# Your instructions:
Count the lines below that contain the word "input", and reply with only that number.

[Stored data entries]

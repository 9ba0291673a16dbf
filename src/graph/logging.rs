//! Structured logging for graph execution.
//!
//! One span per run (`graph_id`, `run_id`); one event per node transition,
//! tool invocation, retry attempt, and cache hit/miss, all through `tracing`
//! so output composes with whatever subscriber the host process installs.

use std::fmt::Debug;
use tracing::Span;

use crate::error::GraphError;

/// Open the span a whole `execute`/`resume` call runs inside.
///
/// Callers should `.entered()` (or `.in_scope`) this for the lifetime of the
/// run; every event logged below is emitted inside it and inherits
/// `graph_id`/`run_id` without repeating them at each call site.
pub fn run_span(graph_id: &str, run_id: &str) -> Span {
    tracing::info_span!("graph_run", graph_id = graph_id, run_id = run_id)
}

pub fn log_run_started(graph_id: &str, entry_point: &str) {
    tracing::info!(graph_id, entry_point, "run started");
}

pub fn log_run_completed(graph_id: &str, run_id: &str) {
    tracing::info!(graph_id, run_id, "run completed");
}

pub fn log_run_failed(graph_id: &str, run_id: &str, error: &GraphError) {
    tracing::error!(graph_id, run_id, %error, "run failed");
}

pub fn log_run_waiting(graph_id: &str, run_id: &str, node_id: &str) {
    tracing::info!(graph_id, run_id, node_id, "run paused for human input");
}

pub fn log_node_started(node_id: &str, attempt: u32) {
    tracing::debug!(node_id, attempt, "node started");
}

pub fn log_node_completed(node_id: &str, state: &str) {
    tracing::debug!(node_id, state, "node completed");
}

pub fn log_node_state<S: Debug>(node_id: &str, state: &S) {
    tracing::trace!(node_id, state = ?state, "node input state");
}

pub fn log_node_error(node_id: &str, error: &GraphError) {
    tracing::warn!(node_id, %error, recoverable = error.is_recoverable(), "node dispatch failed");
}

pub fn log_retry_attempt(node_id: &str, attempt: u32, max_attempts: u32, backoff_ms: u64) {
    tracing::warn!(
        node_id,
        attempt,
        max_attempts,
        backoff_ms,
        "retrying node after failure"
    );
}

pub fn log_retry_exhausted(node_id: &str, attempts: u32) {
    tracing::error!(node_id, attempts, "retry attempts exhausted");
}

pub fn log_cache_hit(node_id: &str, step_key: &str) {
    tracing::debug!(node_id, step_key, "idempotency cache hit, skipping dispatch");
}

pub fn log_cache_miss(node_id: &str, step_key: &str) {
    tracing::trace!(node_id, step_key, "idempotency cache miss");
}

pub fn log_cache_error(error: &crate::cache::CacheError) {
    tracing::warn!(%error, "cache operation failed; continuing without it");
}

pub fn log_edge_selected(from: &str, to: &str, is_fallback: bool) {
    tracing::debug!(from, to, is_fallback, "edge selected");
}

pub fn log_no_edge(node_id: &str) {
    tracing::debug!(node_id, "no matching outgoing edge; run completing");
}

# Result below:
2